A human population in Africa living under a severe malaria selection has the following relative fitnesses (w) of homozygous genotypes in beta-hemoglobin locus: w11 = 0.75 for A1A1 w22 = 0.85 for A2A2 . Assume that w12 = 1.00 for A1A2 . Using heterozygote advantage concept, determine frequency of the mutant sickle-cell beta-hemoglobin allele (q) in this population assuming that genotype frequencies are at balance (?p = 0; balancing selection). why this population not considered a Hardy Weinberg Population
Relative fitness (w) of homozygous genotypes in beta - haemoglobin locus are,
w 11 = 0.75 for A1A1
w 22 = 0.85 for A2A2
The mean fitness of this population at locus A is given by the formula,
p = t / (s+t)
1 - s = 0.75
1 - t = 0.85
Therefore s = 0.25 and t = 0.15 respectively.

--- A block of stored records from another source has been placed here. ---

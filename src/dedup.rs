// Keyed single-flight registry
// Collapses concurrent identical async operations into one in-flight call

use dashmap::mapref::entry::Entry;
use dashmap::DashMap;
use futures::future::{BoxFuture, FutureExt, Shared};
use std::future::Future;
use std::sync::atomic::{AtomicU64, Ordering};
use std::sync::Arc;
use std::time::Duration;
use tokio::time::Instant;

use crate::error::{ApiError, Result};

/// Retry and leak-protection settings for one `run` call
#[derive(Debug, Clone, Copy, PartialEq)]
pub struct DedupOptions {
    /// Retry the operation on failure
    pub retry: bool,

    /// Maximum number of retries after the first attempt
    pub retry_count: u32,

    /// Delay before the first retry
    pub retry_delay: Duration,

    /// Double the delay after every failed retry
    pub exponential_backoff: bool,

    /// Hard ceiling on how long an entry may stay registered
    pub ttl: Duration,
}

impl Default for DedupOptions {
    fn default() -> Self {
        Self {
            retry: false,
            retry_count: 3,
            retry_delay: Duration::from_millis(1000),
            exponential_backoff: false,
            ttl: Duration::from_secs(30),
        }
    }
}

impl DedupOptions {
    /// Bounded retry with exponential backoff
    pub fn with_backoff(retry_count: u32, retry_delay: Duration) -> Self {
        Self {
            retry: true,
            retry_count,
            retry_delay,
            exponential_backoff: true,
            ..Self::default()
        }
    }

    pub fn ttl(mut self, ttl: Duration) -> Self {
        self.ttl = ttl;
        self
    }

    fn max_attempts(&self) -> u32 {
        if self.retry {
            self.retry_count + 1
        } else {
            1
        }
    }

    /// Delay after the given failed attempt (0-based)
    fn delay_for(&self, attempt: u32) -> Duration {
        if self.exponential_backoff {
            self.retry_delay
                .saturating_mul(2_u32.saturating_pow(attempt.min(16)))
        } else {
            self.retry_delay
        }
    }
}

type SharedOperation<T> = Shared<BoxFuture<'static, Result<T>>>;

/// Registered in-flight operation
struct InFlight<T> {
    id: u64,
    future: SharedOperation<T>,
    expires_at: Instant,
}

/// Keyed single-flight registry.
///
/// While an operation for `key` is in flight, every further `run` with the
/// same key awaits that operation instead of starting a new one. The entry
/// is removed as soon as the operation settles, or force-removed once it
/// outlives `ttl`.
pub struct Deduplicator<T> {
    entries: Arc<DashMap<String, InFlight<T>>>,
    next_id: AtomicU64,
}

impl<T> Default for Deduplicator<T>
where
    T: Clone + Send + Sync + 'static,
{
    fn default() -> Self {
        Self::new()
    }
}

impl<T> Deduplicator<T>
where
    T: Clone + Send + Sync + 'static,
{
    pub fn new() -> Self {
        Self {
            entries: Arc::new(DashMap::new()),
            next_id: AtomicU64::new(0),
        }
    }

    /// Run `operation` unless an identical one is already in flight
    pub async fn run<F, Fut>(
        &self,
        key: impl Into<String>,
        operation: F,
        options: DedupOptions,
    ) -> Result<T>
    where
        F: Fn() -> Fut + Send + Sync + 'static,
        Fut: Future<Output = Result<T>> + Send + 'static,
    {
        let key = key.into();
        let now = Instant::now();

        let (future, deadline, started) = match self.entries.entry(key.clone()) {
            Entry::Occupied(entry) if entry.get().expires_at > now => {
                tracing::debug!(key = %key, "Joining in-flight operation");
                (entry.get().future.clone(), entry.get().expires_at, None)
            }
            Entry::Occupied(mut entry) => {
                tracing::warn!(key = %key, "Replacing stale in-flight operation");
                let (inflight, id) = self.register(&key, operation, options, now);
                let future = inflight.future.clone();
                let deadline = inflight.expires_at;
                entry.insert(inflight);
                (future, deadline, Some(id))
            }
            Entry::Vacant(entry) => {
                let (inflight, id) = self.register(&key, operation, options, now);
                let future = inflight.future.clone();
                let deadline = inflight.expires_at;
                entry.insert(inflight);
                (future, deadline, Some(id))
            }
        };

        if let Some(id) = started {
            self.spawn_driver(key.clone(), id, future.clone(), options.ttl);
        }

        // Callers give up together with the entry
        match tokio::time::timeout_at(deadline, future).await {
            Ok(result) => result,
            Err(_) => Err(ApiError::Network {
                kind: "timeout".to_string(),
                message: format!("Operation '{}' did not settle within its ttl", key),
            }),
        }
    }

    /// Check whether an operation is registered for `key`
    pub fn is_in_flight(&self, key: &str) -> bool {
        self.entries.contains_key(key)
    }

    pub fn len(&self) -> usize {
        self.entries.len()
    }

    pub fn is_empty(&self) -> bool {
        self.entries.is_empty()
    }

    fn register<F, Fut>(
        &self,
        key: &str,
        operation: F,
        options: DedupOptions,
        now: Instant,
    ) -> (InFlight<T>, u64)
    where
        F: Fn() -> Fut + Send + Sync + 'static,
        Fut: Future<Output = Result<T>> + Send + 'static,
    {
        let id = self.next_id.fetch_add(1, Ordering::Relaxed);
        let entries = Arc::clone(&self.entries);
        let op_key = key.to_string();

        let future = async move {
            let result = run_with_retry(&operation, &options, &op_key).await;
            entries.remove_if(&op_key, |_, inflight| inflight.id == id);
            result
        }
        .boxed()
        .shared();

        let inflight = InFlight {
            id,
            future,
            expires_at: now + options.ttl,
        };
        (inflight, id)
    }

    /// Drive the operation even if every caller goes away, and evict it at `ttl`
    fn spawn_driver(&self, key: String, id: u64, future: SharedOperation<T>, ttl: Duration) {
        let entries = Arc::clone(&self.entries);
        tokio::spawn(async move {
            if tokio::time::timeout(ttl, future).await.is_err() {
                tracing::warn!(key = %key, ttl_ms = ttl.as_millis() as u64, "Operation exceeded ttl, evicting");
                entries.remove_if(&key, |_, inflight| inflight.id == id);
            }
        });
    }
}

async fn run_with_retry<T, F, Fut>(operation: &F, options: &DedupOptions, key: &str) -> Result<T>
where
    F: Fn() -> Fut,
    Fut: Future<Output = Result<T>>,
{
    let max_attempts = options.max_attempts();
    let mut attempt = 0;

    loop {
        match operation().await {
            Ok(value) => return Ok(value),
            Err(e) => {
                attempt += 1;
                if attempt >= max_attempts {
                    return Err(e);
                }

                let delay = options.delay_for(attempt - 1);
                tracing::warn!(
                    key = %key,
                    error = %e,
                    "Operation failed, retrying after {}ms (attempt {}/{})",
                    delay.as_millis(),
                    attempt,
                    max_attempts - 1
                );
                tokio::time::sleep(delay).await;
            }
        }
    }
}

Substituting these values in the equation,
p = 0.15 / (0.25 + 0.15)
= 0.15 /0.4
= 0.375
The frequency of mutant sickle-cell beta haemoglobin allele is given by the formula,
2pq = 1
2 (0.375) (q) = 1
0.75 (q) = 1
q = 1.33
In Hardy-Weinberg balance, the sum of p and q is always 1.
Here, p + q is not equal to 1. So, this is not in Hardy-Weinberg's balance.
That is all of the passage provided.